Marriott's move into entertainment comes after the company already has produced "The Navigator Live," a Renaissance Hotels-branded TV series for AXS TV that features live performances by bands and explores cities, restaurants and local attractions with the musicians. AEG co-produced the project which included groups Walk The Moon, DJ Cassidy, LaRoux and Capital Cities. The first episode aired in September.

It plans to continue to partner with producers for new projects.

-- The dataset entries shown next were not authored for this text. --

pub mod trace_entry {
    use serde::{Deserialize, Serialize};

    use crate::{
        types::relocatable::{relocate_address, Relocatable},
        vm::errors::trace_errors::TraceError,
    };

    /// Registers before an instruction executed.
    #[derive(Debug, PartialEq, Eq, Deserialize, Serialize, Clone, Copy)]
    pub struct TraceEntry {
        pub pc: Relocatable,
        pub ap: Relocatable,
        pub fp: Relocatable,
    }

    /// A [`TraceEntry`] flattened with the segment relocation table.
    #[derive(Debug, PartialEq, Eq, Deserialize, Serialize, Clone)]
    pub struct RelocatedTraceEntry {
        pub pc: usize,
        pub ap: usize,
        pub fp: usize,
    }

    pub fn relocate_trace_register(
        value: Relocatable,
        relocation_table: &[usize],
    ) -> Result<usize, TraceError> {
        relocate_address(value, relocation_table).map_err(|_| TraceError::NoRelocationFound)
    }

    impl TraceEntry {
        pub fn relocate(
            &self,
            relocation_table: &[usize],
        ) -> Result<RelocatedTraceEntry, TraceError> {
            Ok(RelocatedTraceEntry {
                pc: relocate_trace_register(self.pc, relocation_table)?,
                ap: relocate_trace_register(self.ap, relocation_table)?,
                fp: relocate_trace_register(self.fp, relocation_table)?,
            })
        }
    }

}
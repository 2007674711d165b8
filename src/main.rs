use std::sync::Arc;

use chrono::Duration;
use linkboard::{
    auth::{TokenService, UserRepository},
    config::Config,
    create_router, db,
    links::LinkRepository,
    shutdown_signal, AppState,
};
use tracing_subscriber::EnvFilter;

#[tokio::main]
async fn main() {
    // Default to info unless RUST_LOG says otherwise
    tracing_subscriber::fmt()
        .with_env_filter(EnvFilter::try_from_default_env().unwrap_or_else(|_| EnvFilter::new("info")))
        .with_target(false)
        .with_level(true)
        .init();

    tracing::info!("linkboard - Starting...");

    let config = Config::from_env().expect("Invalid configuration");

    tracing::info!("Connecting to database...");
    let db_pool = db::create_pool(&config.database_url, config.db_max_connections)
        .await
        .expect("Failed to create database pool");

    tracing::info!("Running database migrations...");
    db::run_migrations(&db_pool)
        .await
        .expect("Failed to run database migrations");
    tracing::info!("Migrations completed successfully");

    let state = AppState::new(
        Arc::new(UserRepository::new(db_pool.clone())),
        Arc::new(LinkRepository::new(db_pool.clone())),
        TokenService::new(&config.jwt_secret, Duration::seconds(config.token_ttl_secs)),
    );
    let app = create_router(state);

    let addr = config.bind_address();
    let listener = tokio::net::TcpListener::bind(&addr)
        .await
        .expect("Failed to bind to address");

    tracing::info!("linkboard is running on http://{}", addr);
    tracing::info!("Swagger UI available at http://{}/swagger-ui", addr);

    axum::serve(listener, app)
        .with_graceful_shutdown(shutdown_signal())
        .await
        .expect("Server error");

    db_pool.close().await;
    tracing::info!("Database pool closed");
}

Upcoming projects include the short film "Two Bellmen," an action comedy about a bellman and his hapless counterpart who prove their company loyalty when they must stop art thieves at J.W. Marriott at L.A. Live, in downtown Los Angeles. Substance Over Hype's Daniel "Malakai" Cabrera directs the project that will star William Spencer and Caine Sinclair. Another is "Marriott Rewards' Year of Surprises," a 12-webisode series, with the first hosted by basketball player Jordan Farmar. The series launches in October.

One in development is "Love Travels," that examines how love travels around the world and is set at the company's various properties in the world, like the J.W. Marriott in Dubai, the Ritz-Carlton in London or the Marriott Marquee in New York. "When they watch the story, they might say, 'I didn't know Marriott owns the Ritz,'" Beebe said.

SEE ALSO: Pepsi Launches the Creators League as In-House Studio to Be a Little More like Red Bull

For additional content, Marriott has partnered with travel vlogger Sonia Gil, behind "Sonia's Travels," which streams weekly on YouTube and Yahoo Screen; comedian and actress Taryn Southern; and Shira Lazar's online series "What's Trending."

To promote the projects, Marriott will use its website, considered the seventh largest online retail website; its mobile app; various social media channels; in-room TV network; and Marriott Rewards, a loyalty membership program that has over 45 million subscribers.

"With Marriott Rewards, that's a huge platform to build content around," Beebe said. "Those are loyal brand enthusiasts."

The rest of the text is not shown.